I can't say I sounded at all knowledgeable, particularly in comparison to Ian Irvine and Richard Harland, with whom I was sharing the panel and who both know more about the publishing industry in their sleep than I could ever hope to master even if I never slept again. Still, I take my miracles where I can find them, these days, and today's miracle (apart from surviving a public appearance intact) was the arrival of the taxi to get me to the airport. Things looked very dicey for a while there, especially when no less than two cab companies vehemently tried to convince me I was making up the address, that no such place as the NSW Writers' Centre exists, ever existed, or will ever exist. (Clearly, taxi companies have a supply of melange at their disposal, which they are just as clearly not sharing with their drivers, who never seem to know the way anywhere. Or maybe that's just my luck.)

Most of the audience were writers of one sort or another, and it was a very strange experience to be sitting on the panel instead of sitting in their midst — to be answering the question of how to land a publishing contract instead of asking it.
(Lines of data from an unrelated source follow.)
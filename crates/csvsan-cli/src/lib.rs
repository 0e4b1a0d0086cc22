//! CLI library components for the CSV sanitizer.

pub mod logging;
pub mod pipeline;
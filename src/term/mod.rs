//! Terms: the data model shared by rules, goals and answers.
//!
//! A term is a constant, a variable, a compound (functor plus arguments,
//! optionally named) or a deferred expression template. Lists are compounds
//! with the `.` functor terminated by [`Term::Nil`].

pub mod parser;

use std::fmt;
use std::sync::Arc;

use crate::expression::Expression;
use crate::query::bindings::BindingLog;
use crate::value::Value;

pub use parser::{parse_term, split_top_level, TermParser, VarTable};

/// Functor used for list cells.
pub const LIST_FUNCTOR: &str = ".";

/// A logic variable.
///
/// `index` is a slot in the binding log. Clause variables are numbered from
/// zero and shifted by a frame base when the clause is activated.
#[derive(Debug, Clone, PartialEq, Eq, Hash)]
pub struct Variable {
    name: Arc<str>,
    index: usize,
}

impl Variable {
    /// Creates a variable bound to clause slot `index`.
    #[must_use]
    pub fn new(name: impl Into<Arc<str>>, index: usize) -> Self {
        Self {
            name: name.into(),
            index,
        }
    }

    /// Name without the leading `?`.
    #[must_use]
    pub fn name(&self) -> &str {
        &self.name
    }

    /// Slot in the clause's variable table.
    #[must_use]
    pub const fn index(&self) -> usize {
        self.index
    }

    /// Returns true for the anonymous `_` variable.
    #[must_use]
    pub fn is_anonymous(&self) -> bool {
        &*self.name == "_"
    }

    /// The same variable shifted into a frame starting at `base`.
    #[must_use]
    pub fn offset(&self, base: usize) -> Self {
        Self {
            name: Arc::clone(&self.name),
            index: self.index + base,
        }
    }
}

impl fmt::Display for Variable {
    fn fmt(&self, f: &mut fmt::Formatter<'_>) -> fmt::Result {
        if self.is_anonymous() {
            write!(f, "_")
        } else {
            write!(f, "?{}", self.name)
        }
    }
}

/// A logic term.
#[derive(Debug, Clone)]
pub enum Term {
    /// A constant.
    Constant(Value),
    /// A variable.
    Variable(Variable),
    /// A compound term; lists are `.`/2 cells.
    Compound(Arc<CompoundTerm>),
    /// A `{...}` argument evaluated against the caller's bindings when the
    /// enclosing goal is invoked.
    Template(Arc<Expression>),
    /// The empty list.
    Nil,
}

impl Term {
    /// Wraps a constant.
    #[must_use]
    pub fn constant(value: impl Into<Value>) -> Self {
        Self::Constant(value.into())
    }

    /// A string constant.
    #[must_use]
    pub fn string(value: impl Into<String>) -> Self {
        Self::Constant(Value::String(value.into()))
    }

    /// A variable term.
    #[must_use]
    pub fn var(name: impl Into<Arc<str>>, index: usize) -> Self {
        Self::Variable(Variable::new(name, index))
    }

    /// A compound term.
    #[must_use]
    pub fn compound(term: CompoundTerm) -> Self {
        Self::Compound(Arc::new(term))
    }

    /// Builds a list from `items` ending in `tail` (usually [`Term::Nil`]).
    #[must_use]
    pub fn list(items: Vec<Self>, tail: Self) -> Self {
        items.into_iter().rev().fold(tail, |acc, item| {
            Self::compound(CompoundTerm::positional(LIST_FUNCTOR, vec![item, acc]))
        })
    }

    /// Returns true for an unbound variable.
    pub const fn is_variable(&self) -> bool {
        matches!(self, Self::Variable(_))
    }

    /// Returns true for a constant.
    pub const fn is_constant(&self) -> bool {
        matches!(self, Self::Constant(_))
    }

    /// The constant, if this is one.
    pub const fn as_constant(&self) -> Option<&Value> {
        match self {
            Self::Constant(v) => Some(v),
            _ => None,
        }
    }

    /// The variable, if this is one.
    pub const fn as_variable(&self) -> Option<&Variable> {
        match self {
            Self::Variable(v) => Some(v),
            _ => None,
        }
    }

    /// The compound term, if this is one.
    pub fn as_compound(&self) -> Option<&CompoundTerm> {
        match self {
            Self::Compound(c) => Some(c),
            _ => None,
        }
    }

    /// Returns true when the term contains no variables or templates.
    #[must_use]
    pub fn is_ground(&self) -> bool {
        match self {
            Self::Constant(_) | Self::Nil => true,
            Self::Variable(_) | Self::Template(_) => false,
            Self::Compound(c) => c.is_ground(),
        }
    }

    /// Shifts every variable index by `base`.
    #[must_use]
    pub fn offset(&self, base: usize) -> Self {
        match self {
            Self::Variable(v) => Self::Variable(v.offset(base)),
            Self::Compound(c) if c.has_vars => Self::Compound(Arc::new(c.offset(base))),
            other => other.clone(),
        }
    }

    /// Largest variable index plus one, or zero for variable-free terms.
    #[must_use]
    pub fn var_span(&self) -> usize {
        match self {
            Self::Variable(v) => v.index + 1,
            Self::Compound(c) => c.var_span(),
            _ => 0,
        }
    }

    /// Splits a proper or partial list into its items and tail.
    #[must_use]
    pub fn list_items(&self) -> Option<(Vec<Self>, Self)> {
        let mut items = Vec::new();
        let mut current = self.clone();
        loop {
            match &current {
                Self::Nil => return Some((items, Self::Nil)),
                Self::Compound(c) if c.is_list_cell() => {
                    items.push(c.args[0].value.clone());
                    let next = c.args[1].value.clone();
                    current = next;
                }
                _ if items.is_empty() => return None,
                _ => return Some((items, current)),
            }
        }
    }
}

impl PartialEq for Term {
    fn eq(&self, other: &Self) -> bool {
        match (self, other) {
            (Self::Constant(a), Self::Constant(b)) => a == b,
            (Self::Variable(a), Self::Variable(b)) => a == b,
            (Self::Compound(a), Self::Compound(b)) => a == b,
            (Self::Template(a), Self::Template(b)) => a.to_string() == b.to_string(),
            (Self::Nil, Self::Nil) => true,
            _ => false,
        }
    }
}

impl From<Value> for Term {
    fn from(v: Value) -> Self {
        Self::Constant(v)
    }
}

impl From<CompoundTerm> for Term {
    fn from(c: CompoundTerm) -> Self {
        Self::compound(c)
    }
}

impl fmt::Display for Term {
    fn fmt(&self, f: &mut fmt::Formatter<'_>) -> fmt::Result {
        match self {
            Self::Constant(v) => write!(f, "{v}"),
            Self::Variable(v) => write!(f, "{v}"),
            Self::Template(e) => write!(f, "{{{e}}}"),
            Self::Nil => write!(f, "[]"),
            Self::Compound(c) if c.is_list_cell() => {
                let Some((items, tail)) = self.list_items() else {
                    return write!(f, "{c}");
                };
                write!(f, "[")?;
                for (i, item) in items.iter().enumerate() {
                    if i > 0 {
                        write!(f, ", ")?;
                    }
                    write!(f, "{item}")?;
                }
                if !matches!(tail, Self::Nil) {
                    write!(f, " | {tail}")?;
                }
                write!(f, "]")
            }
            Self::Compound(c) => write!(f, "{c}"),
        }
    }
}

/// One argument of a compound term.
#[derive(Debug, Clone, PartialEq)]
pub struct Argument {
    /// Argument name; `None` for positional arguments.
    pub name: Option<String>,
    /// Argument value.
    pub value: Term,
}

impl Argument {
    /// A positional argument.
    #[must_use]
    pub const fn positional(value: Term) -> Self {
        Self { name: None, value }
    }

    /// A named argument.
    #[must_use]
    pub fn named(name: impl Into<String>, value: Term) -> Self {
        Self {
            name: Some(name.into()),
            value,
        }
    }

    /// The key this argument unifies under: its name, or its position.
    #[must_use]
    pub fn key(&self, position: usize) -> ArgKey {
        match &self.name {
            Some(n) => ArgKey::Name(n.clone()),
            None => ArgKey::Position(position),
        }
    }
}

/// Identifies an argument either by position or by name.
///
/// A positional key matches a named argument whose name is that position
/// rendered in decimal, so `0: ?X` and a first positional `?X` are the same.
#[derive(Debug, Clone, PartialEq, Eq, Hash)]
pub enum ArgKey {
    /// Zero-based position.
    Position(usize),
    /// Argument name.
    Name(String),
}

impl ArgKey {
    /// Parses `"2"` as a position and anything else as a name.
    #[must_use]
    pub fn parse(text: &str) -> Self {
        text.parse::<usize>()
            .map_or_else(|_| Self::Name(text.to_string()), Self::Position)
    }

    /// True when both keys address the same argument.
    #[must_use]
    pub fn matches(&self, other: &Self) -> bool {
        match (self, other) {
            (Self::Position(a), Self::Position(b)) => a == b,
            (Self::Name(a), Self::Name(b)) => a == b,
            (Self::Position(p), Self::Name(n)) | (Self::Name(n), Self::Position(p)) => {
                n.parse::<usize>().ok() == Some(*p)
            }
        }
    }
}

impl fmt::Display for ArgKey {
    fn fmt(&self, f: &mut fmt::Formatter<'_>) -> fmt::Result {
        match self {
            Self::Position(p) => write!(f, "{p}"),
            Self::Name(n) => write!(f, "{n}"),
        }
    }
}

/// A functor applied to arguments.
#[derive(Debug, Clone)]
pub struct CompoundTerm {
    functor: Arc<str>,
    args: Vec<Argument>,
    has_vars: bool,
}

impl CompoundTerm {
    /// Creates a compound term.
    #[must_use]
    pub fn new(functor: impl Into<Arc<str>>, args: Vec<Argument>) -> Self {
        let has_vars = args.iter().any(|a| !a.value.is_ground());
        Self {
            functor: functor.into(),
            args,
            has_vars,
        }
    }

    /// Creates a compound term with positional arguments only.
    #[must_use]
    pub fn positional(functor: impl Into<Arc<str>>, args: Vec<Term>) -> Self {
        Self::new(functor, args.into_iter().map(Argument::positional).collect())
    }

    /// The functor name.
    #[must_use]
    pub fn functor(&self) -> &str {
        &self.functor
    }

    /// All arguments in written order.
    #[must_use]
    pub fn args(&self) -> &[Argument] {
        &self.args
    }

    /// Number of arguments.
    #[must_use]
    pub fn arity(&self) -> usize {
        self.args.len()
    }

    /// The argument value at `position`.
    #[must_use]
    pub fn arg(&self, position: usize) -> Option<&Term> {
        self.args.get(position).map(|a| &a.value)
    }

    /// True when any argument carries a name.
    #[must_use]
    pub fn has_named_args(&self) -> bool {
        self.args.iter().any(|a| a.name.is_some())
    }

    /// Finds the argument stored under `key`.
    #[must_use]
    pub fn get(&self, key: &ArgKey) -> Option<&Term> {
        self.args
            .iter()
            .enumerate()
            .find(|(i, a)| a.key(*i).matches(key))
            .map(|(_, a)| &a.value)
    }

    /// Finds an argument by name, falling back to `position` when the term
    /// is written positionally.
    #[must_use]
    pub fn lookup(&self, position: usize, name: &str) -> Option<&Term> {
        self.get(&ArgKey::Name(name.to_string()))
            .or_else(|| self.get(&ArgKey::Position(position)))
    }

    /// True when no argument contains a variable.
    #[must_use]
    pub const fn is_ground(&self) -> bool {
        !self.has_vars
    }

    /// True for a `[H|T]` list cell.
    #[must_use]
    pub fn is_list_cell(&self) -> bool {
        &*self.functor == LIST_FUNCTOR && self.args.len() == 2
    }

    /// The term with every variable shifted by `base`.
    #[must_use]
    pub fn offset(&self, base: usize) -> Self {
        if !self.has_vars || base == 0 {
            return self.clone();
        }
        Self {
            functor: Arc::clone(&self.functor),
            args: self
                .args
                .iter()
                .map(|a| Argument {
                    name: a.name.clone(),
                    value: a.value.offset(base),
                })
                .collect(),
            has_vars: true,
        }
    }

    /// One past the highest variable index in the term.
    #[must_use]
    pub fn var_span(&self) -> usize {
        if !self.has_vars {
            return 0;
        }
        self.args.iter().map(|a| a.value.var_span()).max().unwrap_or(0)
    }

    /// Rebuilds the term with every argument mapped through `f`.
    pub fn map_args<E>(&self, mut f: impl FnMut(&Term) -> Result<Term, E>) -> Result<Self, E> {
        let args = self
            .args
            .iter()
            .map(|a| {
                Ok(Argument {
                    name: a.name.clone(),
                    value: f(&a.value)?,
                })
            })
            .collect::<Result<Vec<_>, E>>()?;
        Ok(Self::new(Arc::clone(&self.functor), args))
    }
}

impl PartialEq for CompoundTerm {
    fn eq(&self, other: &Self) -> bool {
        self.functor == other.functor && self.args == other.args
    }
}

impl fmt::Display for CompoundTerm {
    fn fmt(&self, f: &mut fmt::Formatter<'_>) -> fmt::Result {
        write!(f, "{}", self.functor)?;
        if self.args.is_empty() {
            return Ok(());
        }
        write!(f, "(")?;
        for (i, arg) in self.args.iter().enumerate() {
            if i > 0 {
                write!(f, ", ")?;
            }
            if let Some(name) = &arg.name {
                write!(f, "{name}: ")?;
            }
            write!(f, "{}", arg.value)?;
        }
        write!(f, ")")
    }
}

/// Checks whether two terms can be unified, without keeping any bindings.
///
/// Variables in `a` and `b` share one index space, so a variable index that
/// appears in both terms denotes the same variable.
#[must_use]
pub fn unifiable(a: &Term, b: &Term) -> bool {
    let mut log = BindingLog::new();
    log.allocate(a.var_span().max(b.var_span()));
    log.unify(a, b)
}
//! Compiled rule modules.
//!
//! A [`Module`] is an immutable set of predicate descriptors compiled from
//! rule text by [`ModuleBuilder`]. Each goal inside a clause body is
//! resolved at compile time to a [`Callee`]: a predicate of this module,
//! a predicate of another module, an asserted-facts predicate, an external
//! predicate supplied by the embedding application, or a built-in.

pub mod builder;
pub mod dynamic;
pub mod provider;
pub mod source;
pub mod system;

use std::collections::HashMap;
use std::fmt;
use std::path::Path;
use std::sync::Arc;

use serde::{Deserialize, Serialize};

use crate::error::CompileError;
use crate::expression::Expression;
use crate::query::predicate::ExternalPredicate;
use crate::term::{ArgKey, CompoundTerm, Term, VarTable};

pub use builder::ModuleBuilder;
pub use dynamic::DynamicModule;
pub use provider::{Lookup, PredicateProvider, PredicateTable};
pub use source::{read_rules, split_rules, RuleText};

/// Contract on one argument of a predicate, checked at every call site.
#[derive(Debug, Clone, Copy, PartialEq, Eq, Hash, Serialize, Deserialize)]
#[serde(rename_all = "lowercase")]
pub enum ArgConstraint {
    /// Must be a variable not bound earlier in the calling clause.
    Output,
    /// Must be supplied.
    Input,
    /// Must be supplied and fully bound when the goal runs.
    Ground,
}

impl ArgConstraint {
    /// Parses a constraint name, ignoring case.
    #[must_use]
    pub fn from_name(name: &str) -> Option<Self> {
        match name.to_ascii_lowercase().as_str() {
            "output" => Some(Self::Output),
            "input" => Some(Self::Input),
            "ground" => Some(Self::Ground),
            _ => None,
        }
    }
}

impl fmt::Display for ArgConstraint {
    fn fmt(&self, f: &mut fmt::Formatter<'_>) -> fmt::Result {
        match self {
            Self::Output => write!(f, "output"),
            Self::Input => write!(f, "input"),
            Self::Ground => write!(f, "ground"),
        }
    }
}

/// Whether other modules may call a predicate.
#[derive(Debug, Clone, Copy, PartialEq, Eq, Serialize, Deserialize)]
#[serde(rename_all = "lowercase")]
pub enum Visibility {
    /// Callable from other modules.
    Public,
    /// Local to its module.
    Private,
}

impl Visibility {
    /// Names starting with `_` are private unless declared otherwise.
    #[must_use]
    pub fn default_for(name: &str) -> Self {
        if name.starts_with('_') {
            Self::Private
        } else {
            Self::Public
        }
    }
}

/// Language-level predicates handled directly by the dispatcher.
#[derive(Debug, Clone, Copy, PartialEq, Eq, Hash)]
pub enum Builtin {
    /// Always succeeds.
    True,
    /// Always fails; also spelled `false`.
    Fail,
    /// Adds a fact at the end; also spelled `assertz`.
    Assert,
    /// Adds a fact at the front.
    AssertA,
    /// Removes the first matching fact.
    Retract,
    /// Succeeds when the argument is unbound.
    Var,
    /// Succeeds when the argument is bound.
    NonVar,
    /// Writes its arguments to the `mendlog::rules` log target.
    Log,
}

impl Builtin {
    /// Looks up a builtin by any of its names.
    #[must_use]
    pub fn from_name(name: &str) -> Option<Self> {
        match name {
            "true" => Some(Self::True),
            "fail" | "false" => Some(Self::Fail),
            "assert" | "assertz" => Some(Self::Assert),
            "asserta" => Some(Self::AssertA),
            "retract" => Some(Self::Retract),
            "var" => Some(Self::Var),
            "nonvar" => Some(Self::NonVar),
            "log" => Some(Self::Log),
            _ => None,
        }
    }

    /// Canonical name.
    #[must_use]
    pub const fn name(self) -> &'static str {
        match self {
            Self::True => "true",
            Self::Fail => "fail",
            Self::Assert => "assert",
            Self::AssertA => "asserta",
            Self::Retract => "retract",
            Self::Var => "var",
            Self::NonVar => "nonvar",
            Self::Log => "log",
        }
    }

    /// Minimum and maximum argument counts.
    #[must_use]
    pub const fn arity(self) -> (usize, Option<usize>) {
        match self {
            Self::True | Self::Fail => (0, Some(0)),
            Self::Assert | Self::AssertA | Self::Retract | Self::Var | Self::NonVar => (1, Some(1)),
            Self::Log => (1, None),
        }
    }
}

/// What a goal calls, resolved at compile time.
#[derive(Clone)]
pub enum Callee {
    /// A predicate of the module the clause belongs to.
    Local(usize),
    /// A public predicate of another module.
    Foreign(Arc<Module>, usize),
    /// Facts asserted at run time under this name.
    Dynamic(Arc<str>),
    /// A predicate from the provider.
    External(Arc<dyn ExternalPredicate>),
    /// A language builtin.
    Builtin(Builtin),
}

impl fmt::Debug for Callee {
    fn fmt(&self, f: &mut fmt::Formatter<'_>) -> fmt::Result {
        match self {
            Self::Local(i) => write!(f, "Local({i})"),
            Self::Foreign(m, i) => write!(f, "Foreign({}, {i})", m.name()),
            Self::Dynamic(name) => write!(f, "Dynamic({name})"),
            Self::External(p) => write!(f, "External({})", p.name()),
            Self::Builtin(b) => write!(f, "Builtin({})", b.name()),
        }
    }
}

/// A compiled body goal.
#[derive(Debug, Clone)]
pub enum Goal {
    /// Calls a predicate.
    Call { callee: Callee, term: CompoundTerm },
    /// Commits to the current clause.
    Cut,
    /// Unifies two terms.
    Unify(Term, Term),
    /// Binds the term to the expression's value.
    Is(Term, Arc<Expression>),
    /// Succeeds when the expression is `true`.
    Test(Arc<Expression>),
    /// Succeeds when the inner goals have no solution.
    Not(Arc<[Goal]>),
}

impl fmt::Display for Goal {
    fn fmt(&self, f: &mut fmt::Formatter<'_>) -> fmt::Result {
        match self {
            Self::Call { term, .. } => write!(f, "{term}"),
            Self::Cut => write!(f, "!"),
            Self::Unify(a, b) => write!(f, "{a} = {b}"),
            Self::Is(t, e) => write!(f, "{t} is {e}"),
            Self::Test(e) => write!(f, "{e}"),
            Self::Not(goals) => {
                write!(f, "not(")?;
                for (i, g) in goals.iter().enumerate() {
                    if i > 0 {
                        write!(f, ", ")?;
                    }
                    write!(f, "{g}")?;
                }
                write!(f, ")")
            }
        }
    }
}

/// One rule of a predicate.
#[derive(Debug)]
pub struct Clause {
    /// Head of the clause.
    pub head: CompoundTerm,
    /// Compiled body.
    pub goals: Arc<[Goal]>,
    /// Variables of the clause, numbered from zero.
    pub vars: Arc<VarTable>,
    /// Rule text, for diagnostics.
    pub text: String,
    /// Line the rule starts on.
    pub line: usize,
}

/// How a predicate gets its clauses.
#[derive(Debug, Clone, Copy, PartialEq, Eq, Serialize, Deserialize)]
#[serde(rename_all = "lowercase")]
pub enum PredicateKind {
    /// Defined by rules in the module.
    Rules,
    /// Declared `dynamic`; its facts are asserted at run time.
    Dynamic,
}

/// A predicate defined by a module.
#[derive(Debug)]
pub struct PredicateDescriptor {
    /// Predicate name.
    pub name: Arc<str>,
    /// Rule-defined or dynamic.
    pub kind: PredicateKind,
    /// Public or private.
    pub visibility: Visibility,
    /// Clauses in declaration order.
    pub clauses: Vec<Arc<Clause>>,
    /// Declared argument constraints.
    pub constraints: Vec<(ArgKey, ArgConstraint)>,
}

impl PredicateDescriptor {
    pub(crate) fn new(name: &str, kind: PredicateKind) -> Self {
        Self {
            name: Arc::from(name),
            kind,
            visibility: Visibility::default_for(name),
            clauses: Vec::new(),
            constraints: Vec::new(),
        }
    }

    /// Smallest and largest head arity over the clauses.
    #[must_use]
    pub fn arity_range(&self) -> Option<(usize, usize)> {
        let min = self.clauses.iter().map(|c| c.head.arity()).min()?;
        let max = self.clauses.iter().map(|c| c.head.arity()).max()?;
        Some((min, max))
    }

    /// The constraint declared for `key`, if any.
    #[must_use]
    pub fn constraint(&self, key: &ArgKey) -> Option<ArgConstraint> {
        self.constraints
            .iter()
            .find(|(k, _)| k.matches(key))
            .map(|(_, c)| *c)
    }
}

/// An immutable, compiled set of predicates.
pub struct Module {
    name: String,
    predicates: Vec<PredicateDescriptor>,
    index: HashMap<String, usize>,
    overrides: builder::Overrides,
    provider: Arc<dyn PredicateProvider>,
}

impl fmt::Debug for Module {
    fn fmt(&self, f: &mut fmt::Formatter<'_>) -> fmt::Result {
        f.debug_struct("Module")
            .field("name", &self.name)
            .field("predicates", &self.predicates.len())
            .finish_non_exhaustive()
    }
}

impl Module {
    pub(crate) fn from_parts(
        name: String,
        predicates: Vec<PredicateDescriptor>,
        overrides: builder::Overrides,
        provider: Arc<dyn PredicateProvider>,
    ) -> Self {
        let index = predicates
            .iter()
            .enumerate()
            .map(|(i, p)| (p.name.to_string(), i))
            .collect();
        Self {
            name,
            predicates,
            index,
            overrides,
            provider,
        }
    }

    /// Compiles a list of rules, one rule per entry, without the final `.`.
    ///
    /// # Errors
    ///
    /// Returns the first [`CompileError`] found; no module is built.
    pub fn parse(
        name: &str,
        rules: &[&str],
        provider: Arc<dyn PredicateProvider>,
    ) -> Result<Self, CompileError> {
        let rules: Vec<RuleText> = rules
            .iter()
            .enumerate()
            .map(|(i, r)| RuleText::new(*r, i + 1))
            .collect();
        ModuleBuilder::new(name).provider(provider).build(&rules)
    }

    /// Compiles rule-file contents.
    ///
    /// # Errors
    ///
    /// Returns the first [`CompileError`] found; no module is built.
    pub fn from_source(
        name: &str,
        source: &str,
        provider: Arc<dyn PredicateProvider>,
    ) -> Result<Self, CompileError> {
        ModuleBuilder::new(name)
            .provider(provider)
            .build(&split_rules(source)?)
    }

    /// Reads and compiles a rule file.
    ///
    /// # Errors
    ///
    /// Returns [`CompileError::Io`] when the file cannot be read, otherwise
    /// the first compile error found.
    pub fn load(
        name: &str,
        path: impl AsRef<Path>,
        provider: Arc<dyn PredicateProvider>,
    ) -> Result<Self, CompileError> {
        ModuleBuilder::new(name)
            .provider(provider)
            .build(&read_rules(path)?)
    }

    /// Module name.
    #[must_use]
    pub fn name(&self) -> &str {
        &self.name
    }

    /// Index of the predicate named `name`.
    #[must_use]
    pub fn get(&self, name: &str) -> Option<usize> {
        self.index.get(name).copied()
    }

    /// Index of `name` if it is visible outside this module.
    #[must_use]
    pub fn public(&self, name: &str) -> Option<usize> {
        self.get(name)
            .filter(|i| self.predicates[*i].visibility == Visibility::Public)
    }

    /// The predicate at `index`.
    #[must_use]
    pub fn descriptor(&self, index: usize) -> Option<&PredicateDescriptor> {
        self.predicates.get(index)
    }

    /// The predicate named `name`.
    #[must_use]
    pub fn predicate(&self, name: &str) -> Option<&PredicateDescriptor> {
        self.get(name).and_then(|i| self.descriptor(i))
    }

    /// Predicates in declaration order.
    pub fn predicates(&self) -> impl Iterator<Item = &PredicateDescriptor> {
        self.predicates.iter()
    }

    /// Number of predicates.
    #[must_use]
    pub fn len(&self) -> usize {
        self.predicates.len()
    }

    /// True for a module without predicates.
    #[must_use]
    pub fn is_empty(&self) -> bool {
        self.predicates.is_empty()
    }

    /// Provider used to resolve names this module does not define.
    #[must_use]
    pub fn provider(&self) -> &Arc<dyn PredicateProvider> {
        &self.provider
    }

    /// Resolves a goal against this module the way a clause body goal would
    /// be, for use as a query entry point.
    ///
    /// # Errors
    ///
    /// Returns [`CompileError::UndefinedPredicate`] when nothing defines the
    /// goal's functor.
    pub fn resolve_goal(&self, term: CompoundTerm) -> Result<Goal, CompileError> {
        builder::resolve_entry(self, term)
    }

    /// Hex digest over predicate names, kinds, arities and clause texts.
    ///
    /// Two compilations of the same rules have the same fingerprint.
    #[must_use]
    pub fn fingerprint(&self) -> String {
        let mut hasher = blake3::Hasher::new();
        let mut sorted: Vec<&PredicateDescriptor> = self.predicates.iter().collect();
        sorted.sort_by(|a, b| a.name.cmp(&b.name));
        for p in sorted {
            hasher.update(p.name.as_bytes());
            hasher.update(&[p.kind as u8, p.visibility as u8]);
            if let Some((min, max)) = p.arity_range() {
                hasher.update(&(min as u64).to_le_bytes());
                hasher.update(&(max as u64).to_le_bytes());
            }
            for clause in &p.clauses {
                hasher.update(clause.text.as_bytes());
                hasher.update(b"\n");
            }
        }
        let mut overrides: Vec<_> = self.overrides.iter().collect();
        overrides.sort_by(|a, b| a.0.cmp(b.0));
        for (name, constraints) in overrides {
            hasher.update(name.as_bytes());
            for (key, constraint) in constraints {
                hasher.update(format!("{key}:{constraint}").as_bytes());
            }
        }
        hasher.finalize().to_hex().to_string()
    }
}

#[cfg(test)]
mod tests {
    use super::*;

    fn compile(rules: &[&str]) -> Module {
        Module::parse("test", rules, Arc::new(())).unwrap()
    }

    #[test]
    fn test_descriptors_keep_source_order() {
        let m = compile(&["q(1)", "p(?X) :- q(?X)", "q(2)"]);
        assert_eq!(m.len(), 2);
        let q = m.predicate("q").unwrap();
        assert_eq!(q.clauses.len(), 2);
        assert_eq!(q.clauses[0].text, "q(1)");
        assert_eq!(q.clauses[1].text, "q(2)");
        assert_eq!(q.arity_range(), Some((1, 1)));
    }

    #[test]
    fn test_private_names_are_hidden() {
        let m = compile(&["_helper(1)", "p(?X) :- _helper(?X)"]);
        assert!(m.get("_helper").is_some());
        assert!(m.public("_helper").is_none());
        assert!(m.public("p").is_some());
    }

    #[test]
    fn test_fingerprint_is_deterministic() {
        let rules = ["q(1)", "q(2)", "p(?X) :- q(?X), ?X > 1"];
        assert_eq!(compile(&rules).fingerprint(), compile(&rules).fingerprint());
        assert_ne!(
            compile(&rules).fingerprint(),
            compile(&["q(1)", "p(?X) :- q(?X)"]).fingerprint()
        );
    }

    #[test]
    fn test_builtin_names() {
        assert_eq!(Builtin::from_name("asserta"), Some(Builtin::AssertA));
        assert_eq!(Builtin::from_name("false"), Some(Builtin::Fail));
        assert_eq!(Builtin::from_name("member"), None);
        assert_eq!(Builtin::Log.arity(), (1, None));
    }

    #[test]
    fn test_constraint_lookup_by_position_or_name() {
        let mut p = PredicateDescriptor::new("GetRepairHistory", PredicateKind::Rules);
        p.constraints.push((ArgKey::Position(0), ArgConstraint::Output));
        assert_eq!(
            p.constraint(&ArgKey::Name("0".into())),
            Some(ArgConstraint::Output)
        );
        assert_eq!(p.constraint(&ArgKey::Position(1)), None);
    }
}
It was utterly surreal to be one of the people being asked for advice on the craft of writing. It's not all that long ago I was sitting in Brisbane, attending Clarion, scribbling down every snippet of wisdom that penetrated the fog of my sleep-deprived brain. And yet today complete strangers asked me to sign a copy of my book for them. Do they not know I know nothing?

To anyone who does wander across my website after hearing me talk today about the Friday Pitch, you can find the details at Allen & Unwin — Friday Pitch. Good luck!

Apr 042009
 

A quick reminder to anyone around Sydney tomorrow that I'll be at the NSW Writers' Centre's Contemporary Fiction Festival. Due to my rather hectic and schizophrenic week, I haven't actually prepared what I'm going to say, but I'm sure I'll be brilliant. No, really. Honest. I have a gift for these things.1

This week saw the delivery of my fridge – hallelujah, I can buy milk and eggs and cheese and meat again. And vegetables. I also, after some wrangling with the gas company, have gas, which means I have hotplates and an oven. In the space of 24 hours I went from no ability to store or cook food to subsistence heaven.

Internet is the next hurdle. I am very much looking forward to a true ADSL connection, but at this stage the conversion of my phone line is scheduled for "on or after" 16 April. Yowzer. Looks like it's mobile broadband for a little while longer. So, Internets, please to not be uploading too many fascinating videos in the next fortnight, or you may make my brain explode from frustration. (Who wants to bet I'll exceed my monthly quota within a week, once the connection is up and running?)